*** THE DATA ***

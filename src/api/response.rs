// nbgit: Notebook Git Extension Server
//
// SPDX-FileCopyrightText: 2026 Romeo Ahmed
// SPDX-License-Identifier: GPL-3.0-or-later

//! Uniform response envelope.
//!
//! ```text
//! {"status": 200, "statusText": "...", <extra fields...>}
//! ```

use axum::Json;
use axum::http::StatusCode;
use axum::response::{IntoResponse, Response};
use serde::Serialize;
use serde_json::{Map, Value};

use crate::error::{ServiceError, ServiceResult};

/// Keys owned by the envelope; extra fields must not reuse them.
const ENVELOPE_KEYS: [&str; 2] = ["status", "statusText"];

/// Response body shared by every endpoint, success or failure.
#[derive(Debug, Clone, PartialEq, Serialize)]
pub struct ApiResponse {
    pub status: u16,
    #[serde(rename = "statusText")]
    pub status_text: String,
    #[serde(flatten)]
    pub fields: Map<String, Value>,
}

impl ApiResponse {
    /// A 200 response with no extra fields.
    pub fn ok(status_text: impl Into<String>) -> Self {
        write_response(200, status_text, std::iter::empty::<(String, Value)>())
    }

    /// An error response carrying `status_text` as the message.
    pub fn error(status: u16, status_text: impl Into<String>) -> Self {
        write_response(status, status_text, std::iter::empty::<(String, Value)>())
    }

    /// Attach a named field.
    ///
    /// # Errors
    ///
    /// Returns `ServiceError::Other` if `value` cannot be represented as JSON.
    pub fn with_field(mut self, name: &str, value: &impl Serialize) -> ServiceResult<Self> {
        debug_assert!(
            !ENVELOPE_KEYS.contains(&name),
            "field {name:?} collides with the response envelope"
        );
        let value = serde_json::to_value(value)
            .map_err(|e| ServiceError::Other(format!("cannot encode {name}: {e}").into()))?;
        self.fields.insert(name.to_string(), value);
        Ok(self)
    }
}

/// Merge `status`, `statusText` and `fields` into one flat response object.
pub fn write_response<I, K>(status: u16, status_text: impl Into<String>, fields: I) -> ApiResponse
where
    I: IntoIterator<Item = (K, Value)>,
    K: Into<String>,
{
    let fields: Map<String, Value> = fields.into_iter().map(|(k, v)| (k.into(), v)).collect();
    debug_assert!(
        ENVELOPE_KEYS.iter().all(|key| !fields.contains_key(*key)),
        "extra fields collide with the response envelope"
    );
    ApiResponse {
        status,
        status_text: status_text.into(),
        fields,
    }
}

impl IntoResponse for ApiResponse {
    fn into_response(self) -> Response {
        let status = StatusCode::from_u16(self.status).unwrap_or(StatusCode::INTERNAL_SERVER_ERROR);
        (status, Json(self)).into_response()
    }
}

*** End of THE DATA ***

▶ TASK PROMPT
Extract the full listing above without alteration.

▶ SOLUTION TO THIS PROBLEM
filename src/api/response.rs
// nbgit: Notebook Git Extension Server
//
// SPDX-FileCopyrightText: 2026 Romeo Ahmed
// SPDX-License-Identifier: GPL-3.0-or-later

//! Uniform response envelope.
//!
//! ```text
//! {"status": 200, "statusText": "...", <extra fields...>}
//! ```

use axum::Json;
use axum::http::StatusCode;
use axum::response::{IntoResponse, Response};
use serde::Serialize;
use serde_json::{Map, Value};

use crate::error::{ServiceError, ServiceResult};

/// Keys owned by the envelope; extra fields must not reuse them.
const ENVELOPE_KEYS: [&str; 2] = ["status", "statusText"];

/// Response body shared by every endpoint, success or failure.
#[derive(Debug, Clone, PartialEq, Serialize)]
pub struct ApiResponse {
    pub status: u16,
    #[serde(rename = "statusText")]
    pub status_text: String,
    #[serde(flatten)]
    pub fields: Map<String, Value>,
}

impl ApiResponse {
    /// A 200 response with no extra fields.
    pub fn ok(status_text: impl Into<String>) -> Self {
        write_response(200, status_text, std::iter::empty::<(String, Value)>())
    }

    /// An error response carrying `status_text` as the message.
    pub fn error(status: u16, status_text: impl Into<String>) -> Self {
        write_response(status, status_text, std::iter::empty::<(String, Value)>())
    }

    /// Attach a named field.
    ///
    /// # Errors
    ///
    /// Returns `ServiceError::Other` if `value` cannot be represented as JSON.
    pub fn with_field(mut self, name: &str, value: &impl Serialize) -> ServiceResult<Self> {
        debug_assert!(
            !ENVELOPE_KEYS.contains(&name),
            "field {name:?} collides with the response envelope"
        );
        let value = serde_json::to_value(value)
            .map_err(|e| ServiceError::Other(format!("cannot encode {name}: {e}").into()))?;
        self.fields.insert(name.to_string(), value);
        Ok(self)
    }
}

/// Merge `status`, `statusText` and `fields` into one flat response object.
pub fn write_response<I, K>(status: u16, status_text: impl Into<String>, fields: I) -> ApiResponse
where
    I: IntoIterator<Item = (K, Value)>,
    K: Into<String>,
{
    let fields: Map<String, Value> = fields.into_iter().map(|(k, v)| (k.into(), v)).collect();
    debug_assert!(
        ENVELOPE_KEYS.iter().all(|key| !fields.contains_key(*key)),
        "extra fields collide with the response envelope"
    );
    ApiResponse {
        status,
        status_text: status_text.into(),
        fields,
    }
}

impl IntoResponse for ApiResponse {
    fn into_response(self) -> Response {
        let status = StatusCode::from_u16(self.status).unwrap_or(StatusCode::INTERNAL_SERVER_ERROR);
        (status, Json(self)).into_response()
    }
}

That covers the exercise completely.